* [GOAL OF THE EXERCISE]:
Copy out each line of the data that contains "Hydrating".

* [SUPPLIED MATERIAL]:
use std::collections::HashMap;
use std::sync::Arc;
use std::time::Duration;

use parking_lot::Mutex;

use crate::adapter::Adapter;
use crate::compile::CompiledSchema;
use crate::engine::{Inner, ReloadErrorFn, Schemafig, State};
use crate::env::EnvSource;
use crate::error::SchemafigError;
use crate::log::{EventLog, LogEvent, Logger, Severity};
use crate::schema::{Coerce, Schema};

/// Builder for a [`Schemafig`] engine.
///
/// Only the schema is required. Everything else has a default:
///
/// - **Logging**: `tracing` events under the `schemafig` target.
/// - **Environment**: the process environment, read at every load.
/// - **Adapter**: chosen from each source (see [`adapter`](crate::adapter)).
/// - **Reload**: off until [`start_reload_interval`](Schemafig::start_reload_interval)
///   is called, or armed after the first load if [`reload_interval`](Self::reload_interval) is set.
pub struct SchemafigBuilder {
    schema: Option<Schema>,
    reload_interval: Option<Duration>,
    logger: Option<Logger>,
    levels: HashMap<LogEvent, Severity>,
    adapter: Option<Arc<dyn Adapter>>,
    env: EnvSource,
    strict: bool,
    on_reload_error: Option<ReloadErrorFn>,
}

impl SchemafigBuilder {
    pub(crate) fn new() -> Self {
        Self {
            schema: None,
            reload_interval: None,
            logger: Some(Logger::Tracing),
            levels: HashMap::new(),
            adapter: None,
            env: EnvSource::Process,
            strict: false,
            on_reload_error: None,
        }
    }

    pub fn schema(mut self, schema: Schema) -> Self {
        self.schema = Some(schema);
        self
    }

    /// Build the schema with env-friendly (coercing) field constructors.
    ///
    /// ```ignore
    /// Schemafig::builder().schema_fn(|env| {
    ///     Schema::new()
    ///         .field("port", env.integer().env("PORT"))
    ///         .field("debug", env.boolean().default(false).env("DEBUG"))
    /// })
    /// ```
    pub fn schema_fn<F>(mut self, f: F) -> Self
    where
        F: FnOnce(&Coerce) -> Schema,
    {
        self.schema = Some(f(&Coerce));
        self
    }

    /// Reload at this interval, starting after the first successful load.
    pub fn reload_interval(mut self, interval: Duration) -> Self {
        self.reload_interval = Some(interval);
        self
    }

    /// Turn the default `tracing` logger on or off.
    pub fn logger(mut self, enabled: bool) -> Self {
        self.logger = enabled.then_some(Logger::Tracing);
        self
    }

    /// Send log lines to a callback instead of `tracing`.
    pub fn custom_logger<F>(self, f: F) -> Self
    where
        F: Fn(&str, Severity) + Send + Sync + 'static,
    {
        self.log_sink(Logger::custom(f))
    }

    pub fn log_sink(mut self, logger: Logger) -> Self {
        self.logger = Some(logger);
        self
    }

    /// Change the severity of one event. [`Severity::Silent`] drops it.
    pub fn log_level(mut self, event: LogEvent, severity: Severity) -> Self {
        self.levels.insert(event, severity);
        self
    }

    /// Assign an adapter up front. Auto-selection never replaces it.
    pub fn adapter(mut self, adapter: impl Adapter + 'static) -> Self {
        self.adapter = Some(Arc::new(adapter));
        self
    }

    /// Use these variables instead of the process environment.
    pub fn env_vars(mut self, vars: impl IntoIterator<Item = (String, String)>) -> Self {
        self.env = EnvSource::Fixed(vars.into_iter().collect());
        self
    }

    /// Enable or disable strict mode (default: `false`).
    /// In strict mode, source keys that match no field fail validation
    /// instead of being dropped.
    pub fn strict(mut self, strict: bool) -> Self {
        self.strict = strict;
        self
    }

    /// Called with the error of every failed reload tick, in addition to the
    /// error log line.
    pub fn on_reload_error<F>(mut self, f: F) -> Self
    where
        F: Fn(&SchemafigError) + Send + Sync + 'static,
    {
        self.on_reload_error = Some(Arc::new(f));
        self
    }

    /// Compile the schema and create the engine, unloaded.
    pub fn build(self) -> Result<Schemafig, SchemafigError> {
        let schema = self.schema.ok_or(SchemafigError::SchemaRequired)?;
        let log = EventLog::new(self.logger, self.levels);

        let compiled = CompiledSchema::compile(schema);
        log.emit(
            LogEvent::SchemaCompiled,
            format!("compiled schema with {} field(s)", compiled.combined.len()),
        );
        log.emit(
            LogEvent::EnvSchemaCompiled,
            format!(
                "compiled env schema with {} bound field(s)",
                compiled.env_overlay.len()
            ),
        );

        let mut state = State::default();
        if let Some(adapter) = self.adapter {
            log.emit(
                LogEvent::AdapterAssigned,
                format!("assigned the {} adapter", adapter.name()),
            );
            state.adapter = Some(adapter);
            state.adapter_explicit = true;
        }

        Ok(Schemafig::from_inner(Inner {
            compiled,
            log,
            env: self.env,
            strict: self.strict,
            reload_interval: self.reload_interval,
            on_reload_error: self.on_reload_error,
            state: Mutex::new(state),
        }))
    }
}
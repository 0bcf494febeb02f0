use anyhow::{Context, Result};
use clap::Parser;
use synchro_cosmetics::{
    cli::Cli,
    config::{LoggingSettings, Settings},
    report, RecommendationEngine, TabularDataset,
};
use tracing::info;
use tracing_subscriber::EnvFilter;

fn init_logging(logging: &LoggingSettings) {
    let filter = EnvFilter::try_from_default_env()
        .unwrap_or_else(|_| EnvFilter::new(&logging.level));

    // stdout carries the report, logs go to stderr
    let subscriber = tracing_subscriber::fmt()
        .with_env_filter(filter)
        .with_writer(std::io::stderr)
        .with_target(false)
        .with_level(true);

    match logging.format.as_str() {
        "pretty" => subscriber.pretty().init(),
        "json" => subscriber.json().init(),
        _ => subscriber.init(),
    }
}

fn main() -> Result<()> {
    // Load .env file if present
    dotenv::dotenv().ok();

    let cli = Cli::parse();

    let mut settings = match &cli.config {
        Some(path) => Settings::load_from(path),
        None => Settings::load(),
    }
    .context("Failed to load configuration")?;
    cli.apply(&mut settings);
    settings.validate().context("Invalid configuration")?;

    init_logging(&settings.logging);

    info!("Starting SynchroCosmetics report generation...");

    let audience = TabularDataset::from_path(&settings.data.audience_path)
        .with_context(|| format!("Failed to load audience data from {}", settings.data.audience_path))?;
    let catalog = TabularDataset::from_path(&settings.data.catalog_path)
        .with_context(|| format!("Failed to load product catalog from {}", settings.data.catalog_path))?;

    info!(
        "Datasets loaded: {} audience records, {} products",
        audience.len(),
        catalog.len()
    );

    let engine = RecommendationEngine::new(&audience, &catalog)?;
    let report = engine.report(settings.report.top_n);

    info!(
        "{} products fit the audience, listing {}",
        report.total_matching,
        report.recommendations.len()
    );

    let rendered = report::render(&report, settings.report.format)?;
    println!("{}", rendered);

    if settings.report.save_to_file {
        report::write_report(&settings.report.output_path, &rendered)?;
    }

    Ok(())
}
---
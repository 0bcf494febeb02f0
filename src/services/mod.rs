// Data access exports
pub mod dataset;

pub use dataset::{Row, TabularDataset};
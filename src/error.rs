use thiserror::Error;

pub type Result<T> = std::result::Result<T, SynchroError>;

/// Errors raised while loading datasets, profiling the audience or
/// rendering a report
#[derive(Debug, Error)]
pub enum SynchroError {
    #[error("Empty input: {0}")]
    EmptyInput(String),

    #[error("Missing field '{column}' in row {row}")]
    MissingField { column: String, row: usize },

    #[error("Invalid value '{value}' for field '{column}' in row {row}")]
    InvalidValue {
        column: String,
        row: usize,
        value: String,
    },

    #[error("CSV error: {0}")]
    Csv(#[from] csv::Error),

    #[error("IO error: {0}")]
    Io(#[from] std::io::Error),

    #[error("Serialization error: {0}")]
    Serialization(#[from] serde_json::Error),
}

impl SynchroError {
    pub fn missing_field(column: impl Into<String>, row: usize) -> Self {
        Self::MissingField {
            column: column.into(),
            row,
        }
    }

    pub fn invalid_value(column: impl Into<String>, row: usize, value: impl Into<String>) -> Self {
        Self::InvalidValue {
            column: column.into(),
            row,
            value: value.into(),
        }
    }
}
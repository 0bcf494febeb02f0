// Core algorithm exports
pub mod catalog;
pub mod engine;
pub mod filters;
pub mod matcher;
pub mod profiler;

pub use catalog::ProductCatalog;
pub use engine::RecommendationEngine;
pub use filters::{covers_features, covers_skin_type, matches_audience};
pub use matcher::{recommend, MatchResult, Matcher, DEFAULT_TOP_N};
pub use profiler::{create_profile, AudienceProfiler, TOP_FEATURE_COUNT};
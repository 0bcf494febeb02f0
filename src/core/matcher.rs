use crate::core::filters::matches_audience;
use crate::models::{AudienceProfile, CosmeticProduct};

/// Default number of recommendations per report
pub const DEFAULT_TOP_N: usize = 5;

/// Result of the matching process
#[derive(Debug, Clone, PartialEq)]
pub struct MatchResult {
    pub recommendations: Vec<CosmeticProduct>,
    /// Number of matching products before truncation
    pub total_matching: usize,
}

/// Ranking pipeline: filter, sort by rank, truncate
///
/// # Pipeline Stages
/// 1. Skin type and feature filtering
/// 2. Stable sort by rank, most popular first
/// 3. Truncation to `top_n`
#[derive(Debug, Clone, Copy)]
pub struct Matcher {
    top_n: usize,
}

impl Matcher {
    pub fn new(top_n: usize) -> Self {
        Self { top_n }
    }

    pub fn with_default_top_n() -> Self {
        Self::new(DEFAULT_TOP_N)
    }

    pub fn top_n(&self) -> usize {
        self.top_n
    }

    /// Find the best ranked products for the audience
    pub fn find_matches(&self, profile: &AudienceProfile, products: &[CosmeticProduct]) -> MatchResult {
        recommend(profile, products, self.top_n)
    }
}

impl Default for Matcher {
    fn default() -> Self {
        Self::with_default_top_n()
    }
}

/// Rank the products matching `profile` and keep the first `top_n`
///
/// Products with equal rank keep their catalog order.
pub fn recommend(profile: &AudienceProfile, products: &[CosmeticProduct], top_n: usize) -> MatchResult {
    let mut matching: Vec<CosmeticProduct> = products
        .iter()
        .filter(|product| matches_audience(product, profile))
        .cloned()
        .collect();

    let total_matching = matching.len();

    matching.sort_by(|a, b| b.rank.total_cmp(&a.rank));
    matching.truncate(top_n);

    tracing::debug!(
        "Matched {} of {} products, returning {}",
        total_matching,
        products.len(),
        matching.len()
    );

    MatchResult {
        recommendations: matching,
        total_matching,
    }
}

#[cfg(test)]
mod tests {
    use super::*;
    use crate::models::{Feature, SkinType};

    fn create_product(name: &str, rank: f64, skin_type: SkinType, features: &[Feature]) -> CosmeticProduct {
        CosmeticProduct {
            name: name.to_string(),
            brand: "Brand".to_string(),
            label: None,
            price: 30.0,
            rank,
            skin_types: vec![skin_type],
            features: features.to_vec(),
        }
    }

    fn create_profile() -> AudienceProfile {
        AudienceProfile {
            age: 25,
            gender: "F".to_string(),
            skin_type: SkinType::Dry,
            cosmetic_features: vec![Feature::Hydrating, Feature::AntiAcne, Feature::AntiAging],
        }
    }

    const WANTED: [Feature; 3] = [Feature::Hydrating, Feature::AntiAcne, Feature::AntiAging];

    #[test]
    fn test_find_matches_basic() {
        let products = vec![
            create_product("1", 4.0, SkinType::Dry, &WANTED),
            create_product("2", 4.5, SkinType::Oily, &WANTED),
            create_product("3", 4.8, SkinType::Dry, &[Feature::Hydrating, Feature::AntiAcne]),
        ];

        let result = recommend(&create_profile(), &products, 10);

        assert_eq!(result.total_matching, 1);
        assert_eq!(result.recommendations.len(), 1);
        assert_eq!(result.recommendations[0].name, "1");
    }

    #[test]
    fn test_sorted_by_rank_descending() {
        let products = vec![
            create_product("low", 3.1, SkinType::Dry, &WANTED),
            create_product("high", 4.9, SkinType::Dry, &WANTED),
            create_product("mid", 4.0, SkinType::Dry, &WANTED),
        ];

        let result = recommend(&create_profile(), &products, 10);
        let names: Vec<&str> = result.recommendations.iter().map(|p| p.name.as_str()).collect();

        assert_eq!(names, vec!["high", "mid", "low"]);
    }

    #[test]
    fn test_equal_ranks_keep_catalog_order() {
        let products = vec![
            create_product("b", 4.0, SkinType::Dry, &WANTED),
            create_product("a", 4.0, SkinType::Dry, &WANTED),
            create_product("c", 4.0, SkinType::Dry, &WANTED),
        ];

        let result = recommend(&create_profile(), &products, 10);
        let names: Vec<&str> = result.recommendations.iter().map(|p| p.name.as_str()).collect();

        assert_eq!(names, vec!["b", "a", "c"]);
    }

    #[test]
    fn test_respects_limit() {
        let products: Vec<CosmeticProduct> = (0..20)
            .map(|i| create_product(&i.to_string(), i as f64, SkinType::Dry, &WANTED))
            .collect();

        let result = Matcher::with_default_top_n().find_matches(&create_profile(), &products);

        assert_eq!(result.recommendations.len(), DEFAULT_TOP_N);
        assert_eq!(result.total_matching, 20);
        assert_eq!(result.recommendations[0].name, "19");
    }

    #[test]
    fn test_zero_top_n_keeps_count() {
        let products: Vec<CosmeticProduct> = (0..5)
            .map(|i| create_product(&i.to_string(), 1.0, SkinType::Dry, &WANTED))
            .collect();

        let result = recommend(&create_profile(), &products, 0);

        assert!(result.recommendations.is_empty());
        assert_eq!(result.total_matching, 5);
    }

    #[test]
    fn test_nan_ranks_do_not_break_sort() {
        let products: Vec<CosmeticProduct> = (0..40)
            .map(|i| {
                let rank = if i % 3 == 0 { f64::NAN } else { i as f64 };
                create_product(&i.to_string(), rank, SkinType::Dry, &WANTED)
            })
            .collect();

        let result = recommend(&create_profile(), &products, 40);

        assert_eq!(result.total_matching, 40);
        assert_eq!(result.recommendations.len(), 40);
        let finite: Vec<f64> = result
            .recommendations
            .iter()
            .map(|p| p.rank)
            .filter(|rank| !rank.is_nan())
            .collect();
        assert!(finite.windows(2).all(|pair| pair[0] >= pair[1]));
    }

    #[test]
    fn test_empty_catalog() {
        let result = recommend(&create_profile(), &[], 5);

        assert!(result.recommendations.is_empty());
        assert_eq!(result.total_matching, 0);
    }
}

* [REPLY]:
            cosmetic_features: vec![Feature::Hydrating, Feature::AntiAcne, Feature::AntiAging],
    const WANTED: [Feature; 3] = [Feature::Hydrating, Feature::AntiAcne, Feature::AntiAging];
            create_product("3", 4.8, SkinType::Dry, &[Feature::Hydrating, Feature::AntiAcne]),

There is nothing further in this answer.